In light of these findings, we highlight the importance of strengthening HCWs’ knowledge through supportive policies and clear communication, while enabling good practice through adequate resources and leadership. Continuous education and training programs may be particularly beneficial for less experienced HCWs to improve their knowledge [29]. Targeting regions and areas with lower KAP metrics is important when implementing vaccination strategies and campaigns. Gaining HCWs’ trust in COVID-19 vaccines and combating misinformation are crucial to promoting good practices and, consequently, their ability to advise patients effectively [30]. This could improve not just KAP metrics but also healthcare outcomes, because improving one aspect of KAP can beneficially affect the others; for example, knowledge can boost attitude, which in turn drives good practices. Well-informed and motivated HCWs are more likely to adhere to infection control and accept vaccination, thereby enhancing the overall pandemic response and resilience of the health system.
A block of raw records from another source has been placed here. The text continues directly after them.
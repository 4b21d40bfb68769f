//! 商品发布平台后端库
//! 雇主账户认证、令牌签发与商品管理

pub mod auth;
pub mod config;
pub mod db;
pub mod error;
pub mod extract;
pub mod handlers;
pub mod middleware;
pub mod models;
pub mod repository;
pub mod routes;
pub mod services;
pub mod telemetry;
pub mod uploads;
Finally, further studies that estimate the costs of immunization programs for HCWs are needed to better address vaccination strategies.
5. Conclusions
Our study found that only a minority of HCWs achieved good KAP scores, with 38% for knowledge and perception, 4% for attitude, and 25% for practice, indicating substantial gaps. Knowledge and perception were higher among HCWs in urban areas, those with more professional experience, physicians, and those working in departments with high-risk patients. We suggest targeted educational interventions in those groups and the need to extend interventions to urban and less experienced HCWs. The central region’s lower knowledge scores signal a need for region-specific interventions. Attitudes were generally poor, but better in rural areas and among male HCWs and those with underlying health conditions. However, low overall attitude scores call for initiatives to combat misinformation. Physicians with long professional experience tend to lead by example in safety practices, especially when they trust the vaccines and guidelines. Our findings underscore that investing in HCWs’ KAP is critical as it benefits the workers themselves and the communities they serve by ensuring safer practices and better preparedness for current and future public health challenges.